More consultation for unity
In the midst of our pandemic and poverty crisis, what we need is to come together in unity for our people. Central to this is more consultation. For the issues on the proposed pork price ceilings and the recommended pork and rice tariff reductions, the government said they had consultations. The stakeholders claimed there were none. The truth is there were some consultations, but they were not enough, and not done in the way the stakeholders expected.
The solution is to move on. For the sake of the nation, both sides must humble themselves and start a new leaf. The government must now hold the extensive consultations the stakeholders want. At the same time, these stakeholders must put aside their grievances and provide any missing information and contribute creative ideas for a win-win solution.

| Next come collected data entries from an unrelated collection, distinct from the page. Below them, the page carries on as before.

//! Tool version and deployment records.

use serde::{Deserialize, Serialize};

use crate::domain::foundation::{DeploymentId, Timestamp, VersionId};

/// Who produced a version.
#[derive(Debug, Clone, Copy, PartialEq, Eq, Serialize, Deserialize)]
#[serde(rename_all = "snake_case")]
pub enum CreatedBy {
    Human,
    Autonomous,
}

impl CreatedBy {
    pub fn as_str(&self) -> &'static str {
        match self {
            CreatedBy::Human => "human",
            CreatedBy::Autonomous => "autonomous",
        }
    }

    pub fn parse(s: &str) -> Option<Self> {
        match s {
            "human" => Some(CreatedBy::Human),
            "autonomous" => Some(CreatedBy::Autonomous),
            _ => None,
        }
    }
}

/// Why a version was created.
#[derive(Debug, Clone, Copy, PartialEq, Eq, Serialize, Deserialize)]
#[serde(rename_all = "snake_case")]
pub enum ImprovementType {
    Initial,
    Bugfix,
    Enhancement,
    Rollback,
}

impl ImprovementType {
    pub fn as_str(&self) -> &'static str {
        match self {
            ImprovementType::Initial => "initial",
            ImprovementType::Bugfix => "bugfix",
            ImprovementType::Enhancement => "enhancement",
            ImprovementType::Rollback => "rollback",
        }
    }

    pub fn parse(s: &str) -> Option<Self> {
        match s {
            "initial" => Some(ImprovementType::Initial),
            "bugfix" => Some(ImprovementType::Bugfix),
            "enhancement" => Some(ImprovementType::Enhancement),
            "rollback" => Some(ImprovementType::Rollback),
            _ => None,
        }
    }
}

/// A single version of a tool's source, content-addressed per tool.
///
/// Invariants upheld by the version store:
/// - exactly one version per tool has `is_current = true`;
/// - version numbers are dense and strictly increasing per tool;
/// - inserting source whose hash matches an existing version re-points
///   that version instead of creating a new row.
#[derive(Debug, Clone, Serialize, Deserialize)]
pub struct ToolVersion {
    pub version_id: VersionId,
    pub tool_name: String,
    pub version_number: i32,
    pub code: String,
    pub code_hash: String,
    pub is_current: bool,
    pub created_by: CreatedBy,
    pub improvement_type: ImprovementType,
    pub improvement_reason: Option<String>,
    pub previous_version_id: Option<VersionId>,
    pub deployment_count: i32,
    pub first_deployed_at: Option<Timestamp>,
    pub last_deployed_at: Option<Timestamp>,
    pub success_rate: Option<f64>,
    pub total_executions: i64,
    pub successful_executions: i64,
    pub failed_executions: i64,
    pub avg_duration_ms: Option<f64>,
    pub was_rolled_back: bool,
    pub rolled_back_at: Option<Timestamp>,
    pub rollback_reason: Option<String>,
    pub replaced_by_version_id: Option<VersionId>,
    pub created_at: Timestamp,
}

/// Request to record a new version.
#[derive(Debug, Clone)]
pub struct NewToolVersion {
    pub tool_name: String,
    pub code: String,
    pub code_hash: String,
    pub created_by: CreatedBy,
    pub improvement_type: ImprovementType,
    pub improvement_reason: Option<String>,
    pub previous_version_id: Option<VersionId>,
}

/// Append-only audit row for one deployment of a version.
#[derive(Debug, Clone, Serialize, Deserialize)]
pub struct VersionDeployment {
    pub deployment_id: DeploymentId,
    pub version_id: VersionId,
    pub tool_name: String,
    pub deployed_by: CreatedBy,
    /// Mirrors the improvement type, or "rollback" for rollback deployments.
    pub deployment_type: String,
    pub reason: Option<String>,
    pub deployed_at: Timestamp,
    /// Null while this deployment is live.
    pub undeployed_at: Option<Timestamp>,
    pub was_successful: bool,
}

/// Fresh metrics for the current version, computed since its last deploy.
#[derive(Debug, Clone, Copy, PartialEq)]
pub struct VersionMetricsUpdate {
    pub success_rate: f64,
    pub total_executions: i64,
    pub successful_executions: i64,
    pub failed_executions: i64,
    pub avg_duration_ms: Option<f64>,
}

/// Why a fast rollback fired.
#[derive(Debug, Clone, Copy, PartialEq, Eq, Serialize, Deserialize)]
#[serde(rename_all = "snake_case")]
pub enum RollbackTrigger {
    /// Consecutive failures whose errors mention TypeError/AttributeError.
    SignatureChange,
    /// Three or more consecutive failures without signature markers.
    ConsecutiveFailures,
    /// Five or more recent attempts, all failed.
    CompleteFailure,
}

impl RollbackTrigger {
    pub fn as_str(&self) -> &'static str {
        match self {
            RollbackTrigger::SignatureChange => "signature_change",
            RollbackTrigger::ConsecutiveFailures => "consecutive_failures",
            RollbackTrigger::CompleteFailure => "complete_failure",
        }
    }
}

/// Outcome of the immediate-rollback heuristic.
#[derive(Debug, Clone, Serialize, Deserialize)]
pub struct RollbackCheck {
    pub needed: bool,
    #[serde(skip_serializing_if = "Option::is_none")]
    pub trigger: Option<RollbackTrigger>,
    #[serde(skip_serializing_if = "Option::is_none")]
    pub consecutive_failures: Option<usize>,
    #[serde(skip_serializing_if = "Option::is_none")]
    pub sample_error: Option<String>,
    #[serde(skip_serializing_if = "Option::is_none")]
    pub detail: Option<String>,
}

impl RollbackCheck {
    pub fn not_needed() -> Self {
        Self {
            needed: false,
            trigger: None,
            consecutive_failures: None,
            sample_error: None,
            detail: None,
        }
    }

    pub fn needed(trigger: RollbackTrigger, detail: impl Into<String>) -> Self {
        Self {
            needed: true,
            trigger: Some(trigger),
            consecutive_failures: None,
            sample_error: None,
            detail: Some(detail.into()),
        }
    }

    pub fn with_failures(mut self, count: usize, sample: Option<String>) -> Self {
        self.consecutive_failures = Some(count);
        self.sample_error = sample;
        self
    }
}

Let us look at a stakeholder view. On Jan. 28, at the National Price Coordinating Council meeting, Alyansa Agrikultura proposed and got approval for a two-part resolution. First, a suggested retail price (SRP) with more flexibility to account for different retailer costs should be used, instead of a rigid price ceiling. The Department of Trade and Industry (DTI) has successfully used the SRP to penalize profiteers who have no valid reason for selling above the SRP. Second, the recommended P270 to P300 price ceiling was recommended to be recomputed with multistakeholder private sector participation. With the prevailing pork price from P300 to P440, they claim that the ceilings are just too low, and much of the pork will disappear.
The reasonable difference between the farm-gate and retail price averages P105. Therefore, the appropriate price is the current farm-gate price of P244 plus P105, or P348, rounded to P350. The profiteering by the traders selling at P440 amounts to P90 of profiteering. They are getting double what they should, and ought to be penalized.
If the P270 to P300 price ceiling is used, the only way is to have the hog raiser bring down his P244 price to P194. Given his increased costs and the African swine fever risk, he will stop production. Losses will mount and supply will shrink. Therefore, it is best to target only the profiteers.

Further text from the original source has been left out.